== TASK INPUTS ==

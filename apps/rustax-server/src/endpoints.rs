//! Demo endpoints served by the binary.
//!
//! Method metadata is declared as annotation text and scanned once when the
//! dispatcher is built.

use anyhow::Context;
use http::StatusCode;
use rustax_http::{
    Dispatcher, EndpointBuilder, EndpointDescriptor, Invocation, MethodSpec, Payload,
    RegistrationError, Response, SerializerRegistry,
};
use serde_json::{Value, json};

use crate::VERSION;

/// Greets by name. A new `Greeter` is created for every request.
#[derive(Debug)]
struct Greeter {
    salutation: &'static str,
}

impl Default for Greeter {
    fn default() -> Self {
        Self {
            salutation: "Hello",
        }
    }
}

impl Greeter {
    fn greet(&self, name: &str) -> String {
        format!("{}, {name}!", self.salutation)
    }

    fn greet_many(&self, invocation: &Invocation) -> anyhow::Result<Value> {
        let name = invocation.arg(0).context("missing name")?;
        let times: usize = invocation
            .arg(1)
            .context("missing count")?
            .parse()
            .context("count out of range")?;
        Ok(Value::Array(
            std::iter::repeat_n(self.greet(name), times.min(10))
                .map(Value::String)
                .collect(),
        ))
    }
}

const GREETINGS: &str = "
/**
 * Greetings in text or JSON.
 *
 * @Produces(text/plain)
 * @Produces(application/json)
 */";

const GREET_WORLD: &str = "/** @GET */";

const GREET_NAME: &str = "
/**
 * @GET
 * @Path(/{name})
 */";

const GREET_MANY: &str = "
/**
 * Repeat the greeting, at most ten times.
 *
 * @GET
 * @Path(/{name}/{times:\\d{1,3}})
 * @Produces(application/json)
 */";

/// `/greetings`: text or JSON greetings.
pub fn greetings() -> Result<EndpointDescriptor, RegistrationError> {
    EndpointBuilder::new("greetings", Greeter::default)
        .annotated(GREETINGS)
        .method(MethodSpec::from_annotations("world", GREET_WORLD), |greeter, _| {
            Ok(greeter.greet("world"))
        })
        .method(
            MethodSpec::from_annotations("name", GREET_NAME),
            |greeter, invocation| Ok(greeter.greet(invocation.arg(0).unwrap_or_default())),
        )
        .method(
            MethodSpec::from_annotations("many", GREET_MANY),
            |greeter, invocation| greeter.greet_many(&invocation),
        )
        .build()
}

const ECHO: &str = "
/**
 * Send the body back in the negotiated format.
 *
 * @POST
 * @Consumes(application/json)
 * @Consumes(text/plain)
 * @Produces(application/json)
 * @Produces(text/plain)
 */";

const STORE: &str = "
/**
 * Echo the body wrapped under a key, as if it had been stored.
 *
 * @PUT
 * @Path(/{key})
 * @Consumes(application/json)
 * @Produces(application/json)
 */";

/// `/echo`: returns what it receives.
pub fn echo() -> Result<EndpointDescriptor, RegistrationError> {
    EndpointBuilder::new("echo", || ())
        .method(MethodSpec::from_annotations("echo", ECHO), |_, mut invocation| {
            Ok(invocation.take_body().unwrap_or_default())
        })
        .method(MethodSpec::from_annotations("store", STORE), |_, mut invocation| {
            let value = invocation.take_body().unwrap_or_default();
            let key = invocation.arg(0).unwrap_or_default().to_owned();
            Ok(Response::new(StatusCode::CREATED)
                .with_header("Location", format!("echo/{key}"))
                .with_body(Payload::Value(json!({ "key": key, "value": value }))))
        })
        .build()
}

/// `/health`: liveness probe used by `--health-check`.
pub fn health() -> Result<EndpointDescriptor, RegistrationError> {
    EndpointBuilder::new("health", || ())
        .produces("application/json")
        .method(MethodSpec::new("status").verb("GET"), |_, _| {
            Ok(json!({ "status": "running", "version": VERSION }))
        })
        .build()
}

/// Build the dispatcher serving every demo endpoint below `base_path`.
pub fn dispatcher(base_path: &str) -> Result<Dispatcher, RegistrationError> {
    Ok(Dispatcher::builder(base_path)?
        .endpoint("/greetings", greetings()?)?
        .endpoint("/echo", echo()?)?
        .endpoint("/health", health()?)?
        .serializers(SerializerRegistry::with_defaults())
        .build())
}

==

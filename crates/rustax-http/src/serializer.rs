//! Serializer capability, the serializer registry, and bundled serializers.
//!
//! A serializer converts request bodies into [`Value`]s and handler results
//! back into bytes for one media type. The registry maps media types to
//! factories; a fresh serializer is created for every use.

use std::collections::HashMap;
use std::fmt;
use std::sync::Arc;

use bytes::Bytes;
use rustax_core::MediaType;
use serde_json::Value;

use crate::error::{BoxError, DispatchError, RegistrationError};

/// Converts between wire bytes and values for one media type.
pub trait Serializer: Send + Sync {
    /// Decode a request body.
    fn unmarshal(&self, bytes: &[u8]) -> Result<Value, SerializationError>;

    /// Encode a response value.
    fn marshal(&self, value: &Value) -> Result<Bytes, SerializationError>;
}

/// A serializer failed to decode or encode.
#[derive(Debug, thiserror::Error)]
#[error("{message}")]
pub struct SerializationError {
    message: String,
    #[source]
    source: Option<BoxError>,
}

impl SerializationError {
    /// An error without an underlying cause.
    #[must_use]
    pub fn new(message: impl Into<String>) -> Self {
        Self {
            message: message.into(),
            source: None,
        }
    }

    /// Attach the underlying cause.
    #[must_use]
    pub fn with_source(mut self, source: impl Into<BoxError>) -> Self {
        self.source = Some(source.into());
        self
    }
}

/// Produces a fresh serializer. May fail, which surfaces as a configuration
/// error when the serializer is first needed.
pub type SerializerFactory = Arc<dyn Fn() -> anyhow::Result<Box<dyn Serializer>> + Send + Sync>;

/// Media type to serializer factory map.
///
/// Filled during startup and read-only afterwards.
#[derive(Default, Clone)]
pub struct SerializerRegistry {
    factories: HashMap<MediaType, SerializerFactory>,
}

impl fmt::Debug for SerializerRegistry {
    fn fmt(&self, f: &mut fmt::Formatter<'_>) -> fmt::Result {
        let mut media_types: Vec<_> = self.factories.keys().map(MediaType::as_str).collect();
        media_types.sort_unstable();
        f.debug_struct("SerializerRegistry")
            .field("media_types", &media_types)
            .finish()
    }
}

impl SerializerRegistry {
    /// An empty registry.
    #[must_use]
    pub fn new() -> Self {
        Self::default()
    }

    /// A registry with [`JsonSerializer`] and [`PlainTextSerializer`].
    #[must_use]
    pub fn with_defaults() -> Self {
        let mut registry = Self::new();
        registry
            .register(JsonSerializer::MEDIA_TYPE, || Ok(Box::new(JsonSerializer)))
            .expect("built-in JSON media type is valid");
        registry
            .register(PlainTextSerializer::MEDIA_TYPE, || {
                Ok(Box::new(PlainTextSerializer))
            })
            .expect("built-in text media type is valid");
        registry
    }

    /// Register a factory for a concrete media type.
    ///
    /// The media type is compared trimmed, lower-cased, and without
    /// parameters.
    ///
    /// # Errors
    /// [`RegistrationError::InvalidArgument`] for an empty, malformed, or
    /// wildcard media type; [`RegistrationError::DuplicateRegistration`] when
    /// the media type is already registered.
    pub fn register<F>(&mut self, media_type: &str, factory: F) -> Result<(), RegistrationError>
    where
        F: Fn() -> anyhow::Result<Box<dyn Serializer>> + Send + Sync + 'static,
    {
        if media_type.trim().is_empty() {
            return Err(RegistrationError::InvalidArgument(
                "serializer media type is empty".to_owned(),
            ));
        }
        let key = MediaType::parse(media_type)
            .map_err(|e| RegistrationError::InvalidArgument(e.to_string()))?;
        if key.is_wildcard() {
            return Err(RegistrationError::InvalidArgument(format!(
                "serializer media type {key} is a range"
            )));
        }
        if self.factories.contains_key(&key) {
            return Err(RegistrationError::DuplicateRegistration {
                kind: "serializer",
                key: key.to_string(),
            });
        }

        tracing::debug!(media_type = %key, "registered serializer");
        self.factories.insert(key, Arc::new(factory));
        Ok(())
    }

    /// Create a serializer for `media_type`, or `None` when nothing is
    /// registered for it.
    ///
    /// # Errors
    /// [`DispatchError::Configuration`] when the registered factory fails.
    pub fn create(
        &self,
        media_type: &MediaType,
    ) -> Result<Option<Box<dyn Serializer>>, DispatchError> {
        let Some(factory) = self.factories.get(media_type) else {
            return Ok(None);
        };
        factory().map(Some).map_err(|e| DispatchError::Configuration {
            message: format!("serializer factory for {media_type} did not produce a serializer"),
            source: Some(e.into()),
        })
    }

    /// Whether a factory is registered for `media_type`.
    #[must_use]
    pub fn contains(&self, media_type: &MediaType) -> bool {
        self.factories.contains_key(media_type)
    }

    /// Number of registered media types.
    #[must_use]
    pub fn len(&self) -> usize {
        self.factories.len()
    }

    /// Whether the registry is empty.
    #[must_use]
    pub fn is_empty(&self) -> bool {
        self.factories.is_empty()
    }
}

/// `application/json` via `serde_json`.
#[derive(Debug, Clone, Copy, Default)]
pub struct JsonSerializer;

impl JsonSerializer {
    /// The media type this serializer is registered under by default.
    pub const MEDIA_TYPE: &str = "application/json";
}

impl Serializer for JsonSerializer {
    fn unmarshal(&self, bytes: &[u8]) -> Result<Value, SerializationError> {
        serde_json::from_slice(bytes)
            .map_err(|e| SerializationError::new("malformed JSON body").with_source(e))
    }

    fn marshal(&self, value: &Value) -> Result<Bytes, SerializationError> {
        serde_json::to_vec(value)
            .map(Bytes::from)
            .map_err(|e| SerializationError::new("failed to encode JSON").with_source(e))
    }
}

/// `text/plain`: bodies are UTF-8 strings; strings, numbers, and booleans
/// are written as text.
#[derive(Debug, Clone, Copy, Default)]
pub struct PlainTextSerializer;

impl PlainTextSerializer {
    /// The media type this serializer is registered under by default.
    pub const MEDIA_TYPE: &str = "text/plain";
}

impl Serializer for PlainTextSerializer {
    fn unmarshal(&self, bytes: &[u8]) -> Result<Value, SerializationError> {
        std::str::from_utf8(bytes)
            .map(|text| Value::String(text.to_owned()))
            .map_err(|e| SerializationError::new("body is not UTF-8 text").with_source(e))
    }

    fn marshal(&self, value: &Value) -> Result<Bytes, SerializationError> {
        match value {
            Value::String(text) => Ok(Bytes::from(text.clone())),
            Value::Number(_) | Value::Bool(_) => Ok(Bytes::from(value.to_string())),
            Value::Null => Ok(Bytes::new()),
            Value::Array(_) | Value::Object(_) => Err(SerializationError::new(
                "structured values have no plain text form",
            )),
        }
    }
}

== INSTRUCTIONS FOR THE TASK ==
Within the material above, extract exactly the lines that start at the line containing "filename apps/rustax-server/src/endpoints.rs" and stop after the line containing "fn greet_many(&self, invocation: &Invocation)", and only those.

== THE ANSWER ==
filename apps/rustax-server/src/endpoints.rs
//! Demo endpoints served by the binary.
//!
//! Method metadata is declared as annotation text and scanned once when the
//! dispatcher is built.

use anyhow::Context;
use http::StatusCode;
use rustax_http::{
    Dispatcher, EndpointBuilder, EndpointDescriptor, Invocation, MethodSpec, Payload,
    RegistrationError, Response, SerializerRegistry,
};
use serde_json::{Value, json};

use crate::VERSION;

/// Greets by name. A new `Greeter` is created for every request.
#[derive(Debug)]
struct Greeter {
    salutation: &'static str,
}

impl Default for Greeter {
    fn default() -> Self {
        Self {
            salutation: "Hello",
        }
    }
}

impl Greeter {
    fn greet(&self, name: &str) -> String {
        format!("{}, {name}!", self.salutation)
    }

    fn greet_many(&self, invocation: &Invocation) -> anyhow::Result<Value> {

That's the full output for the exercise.